The Iso module is the class for performing calculation using plant wax stable
isotope data imported as a 2D array-like object
"""

# import pandas as pd
import numpy as np
import scipy.stats
# from ..utils import validate_data



[docs]
class Isotope:
    """
    Represents leaf wax compound-specific stable isotope data imported as a 
    2-D, array-like object (i.e., list, array) with rows representing unique 
    samples and columns representing unique data types (carbon chain-length 
    number).
    
    Parameters
    ----------
    input_data : 2-D array-like
        User leaf wax isotope data.
        
    Attributes
    ----------
    input_data : 2-D array-like
        User leaf wax isotope data.
        
    
    Examples
    --------
    
    .. jupyter-execute::
        
        from leafwaxtools import Isotope
        
    """

    def __init__(self, input_data):

        self.data = input_data
        
        if self.data.ndim != 2:
            raise TypeError("'input_data' must be 2-dimensional")



[docs]
    def value_range(self):
        """
        Calculates the maximum isotope value range (max - min) between all 
        chain-lengths (columns) of each sample (rows).

        Returns
        -------
        value_range : numpy.ndarray
            1-D Numpy array of maximum isotope value ranges for each sample 
            (row).

        """

        value_range = np.zeros(len(self.data[:,0]))

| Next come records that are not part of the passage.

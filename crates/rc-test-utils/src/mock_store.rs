//! In-memory store mock for RC testing.
//!
//! Wraps the process-local store and adds:
//! - Per-operation failure injection
//! - Per-operation latency injection
//! - Per-operation call counts
//!
//! # Example
//!
//! ```rust,ignore
//! use rc_test_utils::{MockStore, StoreOp};
//!
//! let store = MockStore::new();
//! let group = store.add_group("friends");
//! store.fail(StoreOp::CreateMessage);
//! // `send` on `group` now reports an internal error to the caller.
//! ```

use std::collections::{HashMap, HashSet};
use std::sync::{Arc, Mutex};
use std::time::Duration;

use async_trait::async_trait;
use common::error::HuddleError;
use common::types::{GroupId, RoomId, UserId};
use room_controller::protocol::{MessageInfo, UserInfo};
use room_controller::services::memory::InMemoryStore;
use room_controller::services::{GroupRecord, NewMessage, RoomRecord, Store};

/// Store operations, for failure and latency injection and call counting.
#[derive(Debug, Clone, Copy, PartialEq, Eq, Hash)]
pub enum StoreOp {
    GetRoom,
    AddRoomMember,
    RemoveRoomMember,
    GetGroup,
    ListMessages,
    CreateMessage,
    GetUsers,
    SetUserName,
}

/// Mock store for testing.
#[derive(Clone, Default)]
pub struct MockStore {
    inner: Arc<MockStoreInner>,
}

#[derive(Default)]
struct MockStoreInner {
    store: InMemoryStore,
    failing: Mutex<HashSet<StoreOp>>,
    delays: Mutex<HashMap<StoreOp, Duration>>,
    calls: Mutex<HashMap<StoreOp, usize>>,
}

impl MockStore {
    /// Create a new empty MockStore.
    #[must_use]
    pub fn new() -> Self {
        Self::default()
    }

    pub fn add_room(&self, name: &str) -> RoomId {
        self.inner.store.insert_room(name)
    }

    pub fn add_group(&self, name: &str) -> GroupId {
        self.inner.store.insert_group(name)
    }

    pub fn add_user(&self, name: Option<&str>) -> UserId {
        self.inner.store.insert_user(name)
    }

    /// Make every later call to `op` fail with a store error.
    pub fn fail(&self, op: StoreOp) {
        self.inner.failing.lock().unwrap().insert(op);
    }

    /// Undo [`MockStore::fail`].
    pub fn heal(&self, op: StoreOp) {
        self.inner.failing.lock().unwrap().remove(&op);
    }

    /// Make every later call to `op` take at least `delay`.
    pub fn delay(&self, op: StoreOp, delay: Duration) {
        self.inner.delays.lock().unwrap().insert(op, delay);
    }

    /// How many times `op` was called, failed calls included.
    pub fn calls(&self, op: StoreOp) -> usize {
        self.inner
            .calls
            .lock()
            .unwrap()
            .get(&op)
            .copied()
            .unwrap_or(0)
    }

    pub fn room_members(&self, room: RoomId) -> Vec<UserId> {
        self.inner.store.room_members(room)
    }

    pub fn message_count(&self, group: GroupId) -> usize {
        self.inner.store.message_count(group)
    }

    async fn enter(&self, op: StoreOp) -> Result<(), HuddleError> {
        *self.inner.calls.lock().unwrap().entry(op).or_default() += 1;
        let delay = self.inner.delays.lock().unwrap().get(&op).copied();
        if let Some(delay) = delay {
            tokio::time::sleep(delay).await;
        }
        if self.inner.failing.lock().unwrap().contains(&op) {
            return Err(HuddleError::Store(format!("injected {op:?} failure")));
        }
        Ok(())
    }
}

#[async_trait]
impl Store for MockStore {
    async fn get_room(&self, id: RoomId) -> Result<Option<RoomRecord>, HuddleError> {
        self.enter(StoreOp::GetRoom).await?;
        self.inner.store.get_room(id).await
    }

    async fn add_room_member(&self, room: RoomId, user: UserId) -> Result<(), HuddleError> {
        self.enter(StoreOp::AddRoomMember).await?;
        self.inner.store.add_room_member(room, user).await
    }

    async fn remove_room_member(&self, room: RoomId, user: UserId) -> Result<(), HuddleError> {
        self.enter(StoreOp::RemoveRoomMember).await?;
        self.inner.store.remove_room_member(room, user).await
    }

    async fn get_group(&self, id: GroupId) -> Result<Option<GroupRecord>, HuddleError> {
        self.enter(StoreOp::GetGroup).await?;
        self.inner.store.get_group(id).await
    }

    async fn list_messages(&self, group: GroupId) -> Result<Vec<MessageInfo>, HuddleError> {
        self.enter(StoreOp::ListMessages).await?;
        self.inner.store.list_messages(group).await
    }

    async fn create_message(&self, message: NewMessage) -> Result<MessageInfo, HuddleError> {
        self.enter(StoreOp::CreateMessage).await?;
        self.inner.store.create_message(message).await
    }

    async fn get_users(&self, ids: &[UserId]) -> Result<Vec<UserInfo>, HuddleError> {
        self.enter(StoreOp::GetUsers).await?;
        self.inner.store.get_users(ids).await
    }

    async fn set_user_name(&self, id: UserId, name: String) -> Result<UserInfo, HuddleError> {
        self.enter(StoreOp::SetUserName).await?;
        self.inner.store.set_user_name(id, name).await
    }
}

#[cfg(test)]
mod tests {
    use super::*;

    #[tokio::test]
    async fn test_injected_failure_and_heal() {
        let store = MockStore::new();
        let room = store.add_room("standup");

        store.fail(StoreOp::GetRoom);
        assert!(store.get_room(room).await.is_err());

        store.heal(StoreOp::GetRoom);
        assert!(store.get_room(room).await.unwrap().is_some());
        assert_eq!(store.calls(StoreOp::GetRoom), 2);
        assert_eq!(store.calls(StoreOp::GetGroup), 0);
    }

    #[tokio::test]
    async fn test_injected_delay() {
        let store = MockStore::new();
        let room = store.add_room("standup");
        store.delay(StoreOp::GetRoom, Duration::from_millis(20));

        let started = tokio::time::Instant::now();
        assert!(store.get_room(room).await.unwrap().is_some());
        assert!(started.elapsed() >= Duration::from_millis(20));
    }
}
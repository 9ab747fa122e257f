//! Common data types for Huddle components.

use std::fmt;
use std::str::FromStr;

use serde::{Deserialize, Serialize};
use thiserror::Error;
use uuid::Uuid;

/// A string could not be parsed as one of the UUID-backed ids.
#[derive(Debug, Clone, PartialEq, Eq, Error)]
#[error("invalid {kind}: {value:?}")]
pub struct ParseIdError {
    /// Which id type was being parsed
    pub kind: &'static str,
    /// The rejected input
    pub value: String,
}

macro_rules! uuid_id {
    ($(#[$meta:meta])* $name:ident, $kind:literal) => {
        $(#[$meta])*
        #[derive(
            Debug, Clone, Copy, PartialEq, Eq, PartialOrd, Ord, Hash, Serialize, Deserialize,
        )]
        #[serde(transparent)]
        pub struct $name(pub Uuid);

        impl $name {
            /// Create a new random id
            #[must_use]
            pub fn new() -> Self {
                Self(Uuid::new_v4())
            }

            /// Borrow the underlying UUID
            #[must_use]
            pub fn as_uuid(&self) -> &Uuid {
                &self.0
            }
        }

        impl Default for $name {
            fn default() -> Self {
                Self::new()
            }
        }

        impl fmt::Display for $name {
            fn fmt(&self, f: &mut fmt::Formatter<'_>) -> fmt::Result {
                self.0.fmt(f)
            }
        }

        impl FromStr for $name {
            type Err = ParseIdError;

            fn from_str(s: &str) -> Result<Self, Self::Err> {
                Uuid::parse_str(s.trim()).map(Self).map_err(|_| ParseIdError {
                    kind: $kind,
                    value: s.to_string(),
                })
            }
        }
    };
}

uuid_id!(
    /// Ephemeral per-connection id used to address point-to-point signaling.
    ///
    /// Ordering follows UUID byte order and decides which side of a peer pair
    /// is polite.
    SignalId,
    "signal id"
);

uuid_id!(
    /// Unique identifier for a room
    RoomId,
    "room id"
);

uuid_id!(
    /// Unique identifier for a messaging group
    GroupId,
    "group id"
);

uuid_id!(
    /// Persistent user identity
    UserId,
    "user id"
);

uuid_id!(
    /// Unique identifier for a recording upload
    RecordingId,
    "recording id"
);

/// Client-generated message id used for send deduplication.
#[derive(Debug, Clone, PartialEq, Eq, Hash, Serialize, Deserialize)]
#[serde(transparent)]
pub struct MessageId(pub String);

impl fmt::Display for MessageId {
    fn fmt(&self, f: &mut fmt::Formatter<'_>) -> fmt::Result {
        f.write_str(&self.0)
    }
}

impl From<&str> for MessageId {
    fn from(value: &str) -> Self {
        Self(value.to_string())
    }
}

        for row in range(0, len(self.data[:,0])):
            value_range[row] = np.max(self.data[row,:]) - np.min(self.data[row,:])

        return value_range




[docs]
    def conc_avg(self, chain_data):
        """
        Calculates the chain-length concentration-weighted average isotope 
        value of each sample (rows) using .

        Parameters
        ----------
        chain_data : 2-D array-like
            User leaf wax chain-length concentration/abundance data. Must be 
            the same shape (same number of rows and columns) as the user 
            isotope input data. Chain-length data with a value of NaN is 
            treated as having a concentration/abundance of 0.

        Raises
        ------
        ValueError
            Raises an error when Isotope.data and 'chain_data' are not the 
            same shape (same number of rows and columns).

        Returns
        -------
        conc_avg : numpy.ndarray
            1-D Numpy array of chain-length concentration-weighted average 
            isotope values for each sample (row).

        """
        
        if np.shape(self.data) != np.shape(chain_data):
            raise ValueError("Input isotope and chain-length distribution data must have the same number of rows and columns")

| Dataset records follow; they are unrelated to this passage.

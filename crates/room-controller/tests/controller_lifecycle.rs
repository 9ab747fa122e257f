//! Controller limits, identity failures, room reaping and shutdown.

#![allow(clippy::unwrap_used, clippy::expect_used, clippy::panic)]

use std::time::Duration;

use rc_test_utils::{
    join_room, test_config, upload_chunk, upload_start, StoreOp, TestClient, TestHarness,
};
use room_controller::config::Config;
use room_controller::errors::RcError;
use room_controller::protocol::Reply;
use room_controller::services::{Credentials, FinalizeReason};

const POLL_INTERVAL: Duration = Duration::from_millis(10);
const POLL_TIMEOUT: Duration = Duration::from_secs(2);

/// Poll `check` until it holds, panicking after `POLL_TIMEOUT`.
async fn eventually<F, Fut>(what: &str, mut check: F)
where
    F: FnMut() -> Fut,
    Fut: std::future::Future<Output = bool>,
{
    let deadline = tokio::time::Instant::now() + POLL_TIMEOUT;
    while !check().await {
        assert!(
            tokio::time::Instant::now() < deadline,
            "timed out waiting for {what}"
        );
        tokio::time::sleep(POLL_INTERVAL).await;
    }
}

#[tokio::test]
async fn test_session_limit_rejects_extra_connections() {
    let harness = TestHarness::with_config(Config {
        max_sessions: 2,
        ..test_config()
    });

    let first = harness.connect_guest().await;
    let _second = harness.connect_guest().await;
    let err = TestClient::try_connect(&harness.controller, None)
        .await
        .err()
        .unwrap();
    assert!(matches!(err, RcError::CapacityExceeded(_)));
    assert_eq!(
        err.client_message(),
        "Server is at capacity, please try again"
    );

    // A slot frees up once a session is gone.
    first.close().await;
    let controller = harness.controller.clone();
    eventually("session slot", || {
        let controller = controller.clone();
        async move { controller.get_status().await.unwrap().session_count < 2 }
    })
    .await;
    TestClient::try_connect(&harness.controller, None)
        .await
        .unwrap();
}

#[tokio::test]
async fn test_identity_failure_refuses_connection() {
    let harness = TestHarness::new();
    harness.add_user("alice");
    harness.identity.set_failing(true);

    let err = TestClient::try_connect(&harness.controller, Some(Credentials::bearer("alice")))
        .await
        .err()
        .unwrap();
    assert!(matches!(err, RcError::Identity(_)));
    assert_eq!(err.client_message(), "Internal error");
    assert_eq!(harness.controller.get_status().await.unwrap().session_count, 0);
}

#[tokio::test]
async fn test_unknown_token_opens_guest_session() {
    let harness = TestHarness::new();
    let client = TestClient::connect(&harness.controller, Some(Credentials::bearer("stranger")))
        .await;
    assert!(client.session().user().is_none());
    assert_eq!(harness.identity.calls(), 1);
}

#[tokio::test]
async fn test_empty_room_is_reaped() {
    let harness = TestHarness::new();
    let room = harness.store.add_room("standup");
    let alice = harness.connect_user("alice").await;
    alice.request(join_room(room)).await.unwrap();
    assert!(harness.controller.room(room).await.unwrap().is_some());
    assert_eq!(harness.metrics.room_count(), 1);

    alice.close().await;

    let controller = harness.controller.clone();
    eventually("room removal", || {
        let controller = controller.clone();
        async move { controller.room(room).await.unwrap().is_none() }
    })
    .await;
    assert_eq!(harness.metrics.room_count(), 0);

    // Joining again brings up a fresh room actor.
    let bob = harness.connect_user("bob").await;
    bob.request(join_room(room)).await.unwrap();
    assert!(harness.controller.room(room).await.unwrap().is_some());
}

#[tokio::test]
async fn test_session_closed_during_slow_join_leaves_no_member() {
    let harness = TestHarness::new();
    let room = harness.store.add_room("standup");
    harness
        .store
        .delay(StoreOp::AddRoomMember, Duration::from_millis(100));
    let alice = harness.connect_user("alice").await;

    // Close while the room is still persisting the membership.
    alice.send(join_room(room)).await;
    let store = harness.store.clone();
    eventually("membership write", || {
        let store = store.clone();
        async move { store.calls(StoreOp::AddRoomMember) == 1 }
    })
    .await;
    alice.session().cancel();

    let controller = harness.controller.clone();
    eventually("abandoned room removal", || {
        let controller = controller.clone();
        async move { controller.room(room).await.unwrap().is_none() }
    })
    .await;
    assert!(harness.store.room_members(room).is_empty());
    assert_eq!(harness.store.calls(StoreOp::RemoveRoomMember), 1);
    assert_eq!(harness.metrics.room_count(), 0);
}

#[tokio::test]
async fn test_status_counts_rooms_and_sessions() {
    let harness = TestHarness::new();
    let room = harness.store.add_room("standup");
    let alice = harness.connect_user("alice").await;
    let _guest = harness.connect_guest().await;
    alice.request(join_room(room)).await.unwrap();

    let status = harness.controller.get_status().await.unwrap();
    assert_eq!(status.instance_id, "rc-test");
    assert_eq!(status.session_count, 2);
    assert_eq!(status.room_count, 1);
    assert!(!status.is_draining);
}

#[tokio::test]
async fn test_shutdown_finalizes_open_recordings_and_drains() {
    let harness = TestHarness::new();
    let room = harness.store.add_room("studio");
    let alice = harness.connect_user("alice").await;
    alice.request(join_room(room)).await.unwrap();
    let recording = match alice.request(upload_start("audio/ogg")).await.unwrap() {
        Reply::UploadStarted { id } => id,
        other => panic!("expected upload_started, got {other:?}"),
    };
    alice
        .request(upload_chunk(recording, 0, b"hi"))
        .await
        .unwrap();

    harness
        .controller
        .shutdown(Duration::from_secs(2))
        .await
        .unwrap();

    let archived = harness.archive.wait_for(1).await;
    let finished = archived.first().unwrap();
    assert_eq!(finished.info.id, recording);
    assert_eq!(finished.bytes().as_ref(), b"hi");
    // Sessions are drained before rooms, so the owner usually leaves first.
    assert!(matches!(
        finished.reason,
        FinalizeReason::OwnerLeft | FinalizeReason::RoomClosed
    ));

    let status = harness.controller.get_status().await.unwrap();
    assert!(status.is_draining);
    assert_eq!(status.session_count, 0);

    let err = TestClient::try_connect(&harness.controller, None)
        .await
        .err()
        .unwrap();
    assert!(matches!(err, RcError::Draining));
}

        conc_avg = np.zeros(len(self.data[:,0]))

        for row in range(0, len(self.data[:,0])):
            for col in range(0, len(self.data[0,:])):
                if self.data[row,col] == np.nan:
                    chain_data[row,col] = 0

        for row in range(0, len(self.data[:,0])):
            for col in range(0, len(self.data[0,:])):
                conc_avg[row] += self.data[row,col] * chain_data[row,col]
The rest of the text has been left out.